6. That’s a… vivid metaphor, there, thank you. I am fairly certain I did not say that. I assure you that I understand that being oppressed is not fun. We’re here because we’re hurt by society and need to group together. I wish people were kinder to the other groups under the lgbtqia+ umbrella with them. We kind of have to fight for even basic decency from the rest of the world.
biphobia is homophobia it’s just a specific type
you can have an Asexual community to support these issues but there’s no evidence that asexuals experience rape at higher rate than non asexuals
again this is fine if you make your own damn community it’s not decency to let anyone in by this logic women’s groups are awful bc they don’t make room for men of colour (who definitely need the support but aren’t a part of that specific group and can AND DO have their own spaces)
1. I’m fairly certain that’s biphobic, saying that? Though I’m not bi, so of course I could be wrong. (I’m thinking of that misconception that bi people are more likely to cheat because of having a larger pool of people to be attracted to. Doesn’t sound like homophobia of a different kind to me.)
2. No, that’s not correct, actually, sorry.
3. We… literally have made our own community. You are mocking us and hurting us. You are trying to push us away from allying with the larger community.
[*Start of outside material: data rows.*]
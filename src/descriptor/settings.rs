//! Tunables for a [`DescriptorTableCache`](crate::DescriptorTableCache).

use crate::descriptor::DescriptorPoolType;

/// Settings for a descriptor table cache.
/// # Example
/// ```
/// use deimos::prelude::*;
///
/// let settings = CacheSettings::new()
///     .initial_capacity(DescriptorPoolType::Resource, 1024)
///     .growth_factor(1.5)
///     .name("scene");
/// let cache = DescriptorTableCache::with_settings(HostDevice::new(), settings);
/// ```
#[derive(Debug, Clone, PartialEq)]
pub struct CacheSettings {
    /// Capacity of a pool that is created on first use without an explicit
    /// [`allocate_descriptor_pool`](crate::DescriptorTableCache::allocate_descriptor_pool) call, per pool type.
    pub initial_capacity: [u32; DescriptorPoolType::COUNT],
    /// Factor the capacity of a pool is multiplied with when it has to grow.
    pub growth_factor: f32,
    /// Number of [`next_frame`](crate::DescriptorTableCache::next_frame) calls a replaced pool generation
    /// stays alive for.
    pub retire_frames: u32,
    /// Name used to label pools for debuggers.
    pub name: Option<String>,
}

impl Default for CacheSettings {
    fn default() -> Self {
        Self {
            initial_capacity: [256, 32, 16],
            growth_factor: 2.0,
            retire_frames: 4,
            name: None,
        }
    }
}

impl CacheSettings {
    /// Default settings.
    pub fn new() -> Self {
        Self::default()
    }

    /// Set the initial capacity of pools of one type. A capacity of zero is raised to one.
    pub fn initial_capacity(mut self, ty: DescriptorPoolType, capacity: u32) -> Self {
        self.initial_capacity[ty as usize] = capacity.max(1);
        self
    }

    /// Set the growth factor. Factors below one are clamped to one, growth then only makes room for the request.
    pub fn growth_factor(mut self, factor: f32) -> Self {
        self.growth_factor = if factor.is_finite() { factor.max(1.0) } else { 1.0 };
        self
    }

    /// Set the number of frames a replaced pool generation stays alive.
    pub fn retire_frames(mut self, frames: u32) -> Self {
        self.retire_frames = frames;
        self
    }

    /// Set the debug name.
    pub fn name(mut self, name: impl Into<String>) -> Self {
        self.name = Some(name.into());
        self
    }

    /// Capacity a pool grows to when `requested` slots do not fit next to `used` slots in a pool of `capacity`.
    pub(crate) fn grown_capacity(&self, capacity: u32, used: u32, requested: u32) -> u32 {
        let scaled = (capacity as f64 * self.growth_factor as f64).ceil().min(u32::MAX as f64) as u32;
        scaled.max(used.saturating_add(requested))
    }
}
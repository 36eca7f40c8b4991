//! Utility traits to convert objects into their corresponding vulkan types

/// Get a reference to the object, as a vulkan type
pub trait AsVulkanType {
    /// Output Vulkan type
    type Output;

    /// Return a vulkan type describing self
    fn as_vulkan(&self) -> Self::Output;
}
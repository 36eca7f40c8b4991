//! A [`DescriptorDevice`] that keeps descriptor memory on the host.
//!
//! Every pool gets its own address range, so descriptor tables can be resolved back to the pool
//! they live in. This makes the host device useful to inspect what the cache wrote, and to detect
//! reads through tables whose pool was already destroyed.
//!
//! # Example
//! ```
//! use deimos::prelude::*;
//!
//! let device = HostDevice::new();
//! let mut cache = DescriptorTableCache::new(device.clone());
//! let mut builder = DescriptorTableBuilder::new();
//! builder.set_descriptors(0, &[Descriptor::from_raw(0xa0), Descriptor::from_raw(0xb0)], 0)?;
//! let table = builder.get_resource_table(&mut cache, None)?;
//! assert_eq!(device.read_table(&table)?, vec![Descriptor::from_raw(0xa0), Descriptor::from_raw(0xb0)]);
//! # Ok::<(), anyhow::Error>(())
//! ```

use std::collections::HashMap;
use std::sync::{Arc, Mutex};

use anyhow::Result;

use crate::core::device::{DescriptorDevice, PoolAllocation, PoolHandle};
use crate::core::traits::AsRaw;
use crate::descriptor::{Descriptor, DescriptorPoolType, DescriptorTable};
use crate::sampler::SamplerInfo;
use crate::Error;

/// First address handed out for pool memory. Zero is reserved for [`Descriptor::NULL`].
const POOL_ADDRESS_BASE: u64 = 0x1_0000;
/// Pool address ranges are aligned to this value.
const POOL_ADDRESS_ALIGNMENT: u64 = 0x1000;
/// Sampler descriptors live in their own range, far away from pool memory.
const SAMPLER_ADDRESS_BASE: u64 = 0x7f00_0000_0000;

/// Settings for a [`HostDevice`].
#[derive(Debug, Copy, Clone)]
pub struct HostDeviceSettings {
    /// Slot stride for resource, sampler and render target pools, in that order.
    pub strides: [u32; DescriptorPoolType::COUNT],
    /// Maximum number of descriptors that can be alive across all pools at once.
    /// `None` means unlimited.
    pub memory_limit: Option<u64>,
}

impl Default for HostDeviceSettings {
    fn default() -> Self {
        Self {
            strides: [32, 16, 32],
            memory_limit: None,
        }
    }
}

/// Counters for the work a [`HostDevice`] performed.
#[derive(Debug, Default, Copy, Clone, PartialEq, Eq)]
pub struct HostDeviceStats {
    /// Number of pools allocated.
    pub pools_allocated: u64,
    /// Number of pools destroyed.
    pub pools_destroyed: u64,
    /// Number of `write_descriptors` calls.
    pub descriptor_writes: u64,
    /// Total number of descriptors copied by `write_descriptors`.
    pub descriptors_written: u64,
    /// Number of samplers constructed.
    pub samplers_created: u64,
}

#[derive(Debug)]
struct HostPool {
    ty: DescriptorPoolType,
    base: u64,
    name: Option<String>,
    capacity: u32,
    // Filled up to the highest written slot, slots past the end read as null.
    slots: Vec<Descriptor>,
}

impl HostPool {
    fn read(&self, offset: u32, count: u32) -> Result<Vec<Descriptor>> {
        let range = checked_range(offset, count, self.capacity)?;
        Ok(range
            .map(|slot| self.slots.get(slot).copied().unwrap_or(Descriptor::NULL))
            .collect())
    }

    fn write(&mut self, offset: u32, descriptors: &[Descriptor]) -> Result<()> {
        let range = checked_range(offset, descriptors.len() as u32, self.capacity)?;
        if self.slots.len() < range.end {
            self.slots.resize(range.end, Descriptor::NULL);
        }
        self.slots[range].copy_from_slice(descriptors);
        Ok(())
    }
}

#[derive(Debug)]
struct HostDeviceInner {
    memory_limit: Option<u64>,
    live_descriptors: u64,
    next_handle: u64,
    next_address: u64,
    pools: HashMap<PoolHandle, HostPool>,
    samplers: Vec<SamplerInfo>,
    stats: HostDeviceStats,
}

/// Host memory descriptor device. Internal state is wrapped in an `Arc<Mutex<_>>`, so this is cheap to clone
/// and all clones observe the same pools.
#[derive(Debug, Clone)]
pub struct HostDevice {
    strides: [u32; DescriptorPoolType::COUNT],
    inner: Arc<Mutex<HostDeviceInner>>,
}

impl Default for HostDevice {
    fn default() -> Self {
        Self::new()
    }
}

impl HostDevice {
    /// Create a host device with default strides and no memory limit.
    pub fn new() -> Self {
        Self::with_settings(HostDeviceSettings::default())
    }

    /// Create a host device with custom settings.
    pub fn with_settings(settings: HostDeviceSettings) -> Self {
        Self {
            strides: settings.strides,
            inner: Arc::new(Mutex::new(HostDeviceInner {
                memory_limit: settings.memory_limit,
                live_descriptors: 0,
                next_handle: 1,
                next_address: POOL_ADDRESS_BASE,
                pools: HashMap::new(),
                samplers: Vec::new(),
                stats: HostDeviceStats::default(),
            })),
        }
    }

    /// Get a snapshot of the work counters.
    pub fn stats(&self) -> Result<HostDeviceStats> {
        Ok(self.inner.lock().map_err(Error::from)?.stats)
    }

    /// Number of pools that are currently alive.
    pub fn live_pools(&self) -> Result<usize> {
        Ok(self.inner.lock().map_err(Error::from)?.pools.len())
    }

    /// Debug name attached to a pool, if any.
    pub fn pool_name(&self, pool: PoolHandle) -> Result<Option<String>> {
        let inner = self.inner.lock().map_err(Error::from)?;
        let pool = inner.pools.get(&pool).ok_or(Error::InvalidPool)?;
        Ok(pool.name.clone())
    }

    /// Sampler description that was used to construct a sampler descriptor.
    pub fn sampler_info(&self, sampler: Descriptor) -> Result<Option<SamplerInfo>> {
        let inner = self.inner.lock().map_err(Error::from)?;
        let stride = self.strides[DescriptorPoolType::Sampler as usize].max(1) as u64;
        let Some(offset) = sampler.as_raw().checked_sub(SAMPLER_ADDRESS_BASE) else { return Ok(None) };
        Ok(inner.samplers.get((offset / stride) as usize).copied())
    }

    /// Read back `count` descriptors starting at slot `offset` of a pool.
    /// # Errors
    /// - Fails if the pool was destroyed or the range does not fit in it.
    pub fn read_descriptors(&self, pool: PoolHandle, offset: u32, count: u32) -> Result<Vec<Descriptor>> {
        let inner = self.inner.lock().map_err(Error::from)?;
        let pool = inner.pools.get(&pool).ok_or(Error::InvalidPool)?;
        pool.read(offset, count)
    }

    /// Read back the content of a descriptor table by resolving its address to the pool it lives in.
    /// # Errors
    /// - Fails if no live pool of the table's type contains the table's address range.
    pub fn read_table(&self, table: &DescriptorTable) -> Result<Vec<Descriptor>> {
        let inner = self.inner.lock().map_err(Error::from)?;
        let stride = self.strides[table.pool_type() as usize].max(1) as u64;
        let address = table.handle().as_raw();
        let pool = inner
            .pools
            .values()
            .filter(|pool| pool.ty == table.pool_type())
            .find(|pool| address >= pool.base && address < pool.base + pool.capacity as u64 * stride)
            .ok_or(Error::InvalidPool)?;
        let offset = ((address - pool.base) / stride) as u32;
        pool.read(offset, table.len())
    }
}

fn checked_range(offset: u32, count: u32, capacity: u32) -> Result<std::ops::Range<usize>> {
    match offset.checked_add(count) {
        Some(end) if end <= capacity => Ok(offset as usize..end as usize),
        _ => Err(Error::PoolOutOfRange {
            offset,
            count,
            capacity,
        }
        .into()),
    }
}

impl DescriptorDevice for HostDevice {
    fn descriptor_stride(&self, ty: DescriptorPoolType) -> u32 {
        self.strides[ty as usize]
    }

    fn allocate_pool(&self, ty: DescriptorPoolType, capacity: u32) -> Result<PoolAllocation> {
        if capacity == 0 {
            anyhow::bail!(Error::ZeroCapacityPool);
        }

        let stride = self.descriptor_stride(ty).max(1) as u64;
        let mut inner = self.inner.lock().map_err(Error::from)?;
        if let Some(limit) = inner.memory_limit {
            let available = limit.saturating_sub(inner.live_descriptors);
            if capacity as u64 > available {
                anyhow::bail!(Error::OutOfDescriptorMemory {
                    requested: capacity as u64,
                    available,
                });
            }
        }

        let mut slots: Vec<Descriptor> = Vec::new();
        if slots.try_reserve_exact(capacity as usize).is_err() {
            anyhow::bail!(Error::OutOfDescriptorMemory {
                requested: capacity as u64,
                available: 0,
            });
        }

        let handle = PoolHandle::from_raw(inner.next_handle);
        let base = inner.next_address;
        let size = capacity as u64 * stride;
        inner.next_handle += 1;
        inner.next_address = (base + size).div_ceil(POOL_ADDRESS_ALIGNMENT) * POOL_ADDRESS_ALIGNMENT;
        inner.live_descriptors += capacity as u64;
        inner.stats.pools_allocated += 1;
        inner.pools.insert(
            handle,
            HostPool {
                ty,
                base,
                name: None,
                capacity,
                slots,
            },
        );

        Ok(PoolAllocation {
            handle,
            base: Descriptor::from_raw(base),
        })
    }

    fn destroy_pool(&self, pool: PoolHandle) {
        let Ok(mut inner) = self.inner.lock() else { return };
        if let Some(pool) = inner.pools.remove(&pool) {
            inner.live_descriptors -= pool.capacity as u64;
            inner.stats.pools_destroyed += 1;
        }
    }

    fn write_descriptors(&self, pool: PoolHandle, offset: u32, descriptors: &[Descriptor]) -> Result<()> {
        let mut inner = self.inner.lock().map_err(Error::from)?;
        let pool = inner.pools.get_mut(&pool).ok_or(Error::InvalidPool)?;
        pool.write(offset, descriptors)?;
        inner.stats.descriptor_writes += 1;
        inner.stats.descriptors_written += descriptors.len() as u64;
        Ok(())
    }

    fn create_sampler(&self, info: &SamplerInfo) -> Result<Descriptor> {
        let stride = self.descriptor_stride(DescriptorPoolType::Sampler).max(1) as u64;
        let mut inner = self.inner.lock().map_err(Error::from)?;
        let address = SAMPLER_ADDRESS_BASE + inner.samplers.len() as u64 * stride;
        inner.samplers.push(*info);
        inner.stats.samplers_created += 1;
        Ok(Descriptor::from_raw(address))
    }

    fn set_pool_name(&self, pool: PoolHandle, name: &str) {
        let Ok(mut inner) = self.inner.lock() else { return };
        if let Some(pool) = inner.pools.get_mut(&pool) {
            pool.name = Some(name.to_owned());
        }
    }
}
We already have our own community. We support each other, you mock us. Trust me, it’s not fun being on the receiving side.
Yes, it’s biphobic af. Biphobia isn’t masked homophobia or homophobia Light. It does share some characteristics with homophobia, but that’s it.
This is why I prefer the Queer community over the LGBT one. Like, some of you believe that the community revolves around you. I’m sorry that I have to let you know, but it fucking doesn’t.
Also, if you don’t experience SGA and are cis? Hmm yes, okay buddy. Non binary people exist, so talking about SGA is shit anyways. Plus, it reinforces the idea that multisexual people are valid and belong “more” to the community if they are in same gender relationships or if they are attracted more to same gender people. Which is biphobic, panphobic, plyphobic etc and where all the “bihet” discourse is coming from. But none of you really cares, because all you want to do is fucking gatekeep and act like an exclusive club.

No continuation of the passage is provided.